Saturday, July 14, 2018

Searching for my groove




I’m an author without a subject, a writer without a project. And it makes me antsy. For days I’ve had this slightly dissatisfied, uncomfortable feeling. I don’t even have a book to read that rivets me—one that interests me, yes, but not one that draws me at odd hours of the day and keeps me up too late. One result? I’ve been spending way too much time on Facebook, following the drama in D.C. and the U.K. both. Beyond that, I’m irritated with myself for idling away time. I think what I’ve done every day is what many retirees do all day every day, but my old Protestant work ethic is slapping me in the face.

But today, I’ve done something about it. I’ve begun some background reading, and already I’m narrowing my interests. The history of women in the nineteenth century has long been my major interest, particularly the women of the American West. In the 1990s I wrote four books about strong women married to husbands or attached to men who were flawed in one way or another—Elizabeth Bacon (Libby) Custer, Jessie Benton Frémont, Lucille Mulhall (Cherokee Rose), and Etta place with her ties to both Butch Cassidy and the Sundance Kid.

My more recent title, The Gilded Cage, sprang from my Chicago background, but it also drew me to a woman married to a robber baron. Bertha Honoré (Cissy) Palmer, married to Potter Palmer, builder of the Palmer House in Chicago and one of the handful of men who directed that city’s fortune in the last half of the nineteenth century.
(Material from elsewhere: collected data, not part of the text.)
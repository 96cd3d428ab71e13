//! Kernel similarity functions and the cached pairwise kernel matrix.
//!
//! All geometry in the implicit feature space is expressed through a single
//! capability, [`Kernel::similarity`]. A concrete kernel is chosen once, at
//! construction time, from a [`KernelConfig`].

mod functions;
mod matrix;
mod offsets;

use serde::{Deserialize, Serialize};

use crate::error::{SvcError, SvcResult};

pub use functions::{LinearKernel, PolynomialKernel, RbfKernel, SigmoidKernel};
pub use matrix::{center_values, KernelMatrix};
pub use offsets::IdOffsets;

/// Kernel similarity `k(a, b)`.
///
/// Implementations must be pure, symmetric (`k(a,b) == k(b,a)`) and
/// deterministic for fixed arguments. Both slices have the same length.
pub trait Kernel: Send + Sync {
    /// Compute `k(a, b)`.
    fn similarity(&self, a: &[f64], b: &[f64]) -> f64;

    /// Short human-readable name, used in logs.
    fn name(&self) -> &'static str;
}

impl<K: Kernel + ?Sized> Kernel for &K {
    fn similarity(&self, a: &[f64], b: &[f64]) -> f64 {
        (**self).similarity(a, b)
    }

    fn name(&self) -> &'static str {
        (**self).name()
    }
}

impl<K: Kernel + ?Sized> Kernel for Box<K> {
    fn similarity(&self, a: &[f64], b: &[f64]) -> f64 {
        (**self).similarity(a, b)
    }

    fn name(&self) -> &'static str {
        (**self).name()
    }
}

/// Serializable kernel selection.
///
/// # Example
///
/// ```
/// use sphere_cluster_core::kernel::KernelConfig;
///
/// let kernel = KernelConfig::Rbf { gamma: 0.5 }.build().unwrap();
/// assert_eq!(kernel.name(), "rbf");
/// assert!((kernel.similarity(&[1.0, 2.0], &[1.0, 2.0]) - 1.0).abs() < 1e-12);
/// ```
#[derive(Debug, Clone, Copy, PartialEq, Serialize, Deserialize)]
#[serde(tag = "type", rename_all = "lowercase")]
pub enum KernelConfig {
    /// `a · b`
    Linear,
    /// `(a · b + bias)^degree`
    Polynomial { degree: u32, bias: f64 },
    /// `exp(-gamma * |a - b|^2)`
    Rbf { gamma: f64 },
    /// `tanh(gamma * a · b + coef0)`
    Sigmoid { gamma: f64, coef0: f64 },
}

impl Default for KernelConfig {
    fn default() -> Self {
        KernelConfig::Rbf { gamma: 1.0 }
    }
}

impl KernelConfig {
    /// Validate kernel parameters.
    ///
    /// # Errors
    ///
    /// Returns `SvcError::InvalidParameter` for non-finite parameters,
    /// a zero polynomial degree or a non-positive RBF gamma.
    pub fn validate(&self) -> SvcResult<()> {
        match *self {
            KernelConfig::Linear => Ok(()),
            KernelConfig::Polynomial { degree, bias } => {
                if degree == 0 {
                    return Err(SvcError::invalid_parameter(
                        "polynomial kernel degree must be >= 1",
                    ));
                }
                if !bias.is_finite() {
                    return Err(SvcError::invalid_parameter(format!(
                        "polynomial kernel bias must be finite, got {}",
                        bias
                    )));
                }
                Ok(())
            }
            KernelConfig::Rbf { gamma } => {
                if !(gamma.is_finite() && gamma > 0.0) {
                    return Err(SvcError::invalid_parameter(format!(
                        "rbf kernel gamma must be > 0 and finite, got {}",
                        gamma
                    )));
                }
                Ok(())
            }
            KernelConfig::Sigmoid { gamma, coef0 } => {
                if !gamma.is_finite() || !coef0.is_finite() {
                    return Err(SvcError::invalid_parameter(format!(
                        "sigmoid kernel parameters must be finite, got gamma={} coef0={}",
                        gamma, coef0
                    )));
                }
                Ok(())
            }
        }
    }

    /// Validate and instantiate the configured kernel.
    pub fn build(&self) -> SvcResult<Box<dyn Kernel>> {
        self.validate()?;
        Ok(match *self {
            KernelConfig::Linear => Box::new(LinearKernel),
            KernelConfig::Polynomial { degree, bias } => {
                Box::new(PolynomialKernel::new(degree, bias))
            }
            KernelConfig::Rbf { gamma } => Box::new(RbfKernel::new(gamma)),
            KernelConfig::Sigmoid { gamma, coef0 } => Box::new(SigmoidKernel::new(gamma, coef0)),
        })
    }
}
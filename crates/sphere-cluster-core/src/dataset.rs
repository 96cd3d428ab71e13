//! Point identifiers and the feature-vector dataset consumed by a clustering run.

use std::collections::HashMap;
use std::fmt;

use serde::{Deserialize, Serialize};

use crate::error::{SvcError, SvcResult};

/// Opaque handle into a dataset.
///
/// Totally ordered so that iteration and tie-breaking are deterministic.
#[derive(Debug, Clone, Copy, PartialEq, Eq, PartialOrd, Ord, Hash, Serialize, Deserialize)]
pub struct PointId(pub u64);

impl fmt::Display for PointId {
    fn fmt(&self, f: &mut fmt::Formatter<'_>) -> fmt::Result {
        write!(f, "#{}", self.0)
    }
}

impl From<u64> for PointId {
    fn from(value: u64) -> Self {
        PointId(value)
    }
}

/// An ordered, finite collection of `(PointId, feature vector)` pairs.
///
/// Iteration order is the order the points were supplied in and is stable
/// for the lifetime of the dataset. All vectors share one dimension.
///
/// # Example
///
/// ```
/// use sphere_cluster_core::dataset::{Dataset, PointId};
///
/// let dataset = Dataset::new(vec![
///     (PointId(0), vec![0.0, 0.0]),
///     (PointId(1), vec![1.0, 0.5]),
/// ]).unwrap();
/// assert_eq!(dataset.len(), 2);
/// assert_eq!(dataset.dimension(), 2);
/// assert_eq!(dataset.vector(PointId(1)), Some(&[1.0, 0.5][..]));
/// ```
#[derive(Debug, Clone)]
pub struct Dataset {
    ids: Vec<PointId>,
    vectors: Vec<Vec<f64>>,
    positions: HashMap<PointId, usize>,
    dimension: usize,
}

impl Dataset {
    /// Build a dataset from `(id, vector)` pairs.
    ///
    /// An empty input yields an empty dataset of dimension 0.
    ///
    /// # Errors
    ///
    /// - `SvcError::DuplicatePoint` if an id repeats
    /// - `SvcError::DimensionMismatch` if vector lengths differ
    pub fn new(points: Vec<(PointId, Vec<f64>)>) -> SvcResult<Self> {
        let dimension = points.first().map_or(0, |(_, v)| v.len());

        let mut ids = Vec::with_capacity(points.len());
        let mut vectors = Vec::with_capacity(points.len());
        let mut positions = HashMap::with_capacity(points.len());

        for (id, vector) in points {
            if vector.len() != dimension {
                return Err(SvcError::dimension_mismatch(dimension, vector.len()));
            }
            if positions.insert(id, ids.len()).is_some() {
                return Err(SvcError::DuplicatePoint { id });
            }
            ids.push(id);
            vectors.push(vector);
        }

        Ok(Self {
            ids,
            vectors,
            positions,
            dimension,
        })
    }

    /// Build a dataset whose ids are `0..vectors.len()` in order.
    pub fn from_vectors(vectors: Vec<Vec<f64>>) -> SvcResult<Self> {
        Self::new(
            vectors
                .into_iter()
                .enumerate()
                .map(|(i, v)| (PointId(i as u64), v))
                .collect(),
        )
    }

    /// Number of points.
    #[inline]
    pub fn len(&self) -> usize {
        self.ids.len()
    }

    #[inline]
    pub fn is_empty(&self) -> bool {
        self.ids.is_empty()
    }

    /// Shared dimension of all feature vectors; 0 when empty.
    #[inline]
    pub fn dimension(&self) -> usize {
        self.dimension
    }

    /// Point ids in iteration order.
    pub fn ids(&self) -> &[PointId] {
        &self.ids
    }

    /// Position of `id` in iteration order.
    pub fn position(&self, id: PointId) -> Option<usize> {
        self.positions.get(&id).copied()
    }

    /// Feature vector of `id`, if present.
    pub fn vector(&self, id: PointId) -> Option<&[f64]> {
        self.position(id).map(|pos| self.vectors[pos].as_slice())
    }

    /// Feature vector of `id`, failing with `UnknownPoint` if absent.
    pub fn require(&self, id: PointId) -> SvcResult<&[f64]> {
        self.vector(id).ok_or(SvcError::UnknownPoint { id })
    }

    /// Feature vector at iteration position `pos`.
    ///
    /// # Panics
    ///
    /// Panics if `pos >= len()`.
    #[inline]
    pub fn vector_at(&self, pos: usize) -> &[f64] {
        &self.vectors[pos]
    }

    /// Iterate `(id, vector)` pairs in iteration order.
    pub fn iter(&self) -> impl Iterator<Item = (PointId, &[f64])> + '_ {
        self.ids
            .iter()
            .copied()
            .zip(self.vectors.iter().map(Vec::as_slice))
    }
}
Today I started reading The Gilded Age, a critical study of several individuals written by Milton Rugoff. I read about some women of the period, principally abolitionists and suffragists, and while both those causes interest me, I decided those weren’t the women I want to write about. I’m turning my attention to the wives of the Gilded Age—women married to robber barons. Were they weak, submissive—or was there some steel in their backbones? The last half of that century fascinates me in many ways—the world was still reeling from the transition from agrarian to urban society, and the roles of women were changing dramatically. It was a time of terrific social upheaval.

So, I’m back to being a student of the Victorian era, and I love it. Who knows if something will come of it or not? At least for a few days I feel a purpose driving my days again, and I’m a happy camper.

Lovely dinner tonight celebrating my friend Betty’s birthday—shh, I’m not saying which one. She and her husband own the Star Café in the Fort Worth Stockyards and entertained fourteen of us for supper. As is our custom, Betty and I split chicken-fried steak—so good. And good to see people I really enjoy.

Today is Bastille Day—an easy way to remember Betty’s birthday. But it is also a day when we celebrate the French Revolution and, in simple terms, the rise of the people and the fall of the monarchy. What I most remember about that event is being forced to read A Tale of Two Cities in high school and hating how bloody it was. And then hating how long the book was. But today, in this time of political turmoil, I think it’s instructive to consider radical, sudden change in government in contrast to the way it’s supposed to work here when the people make their will known. It’s a cautionary tale that would urge all of us to vote this fall.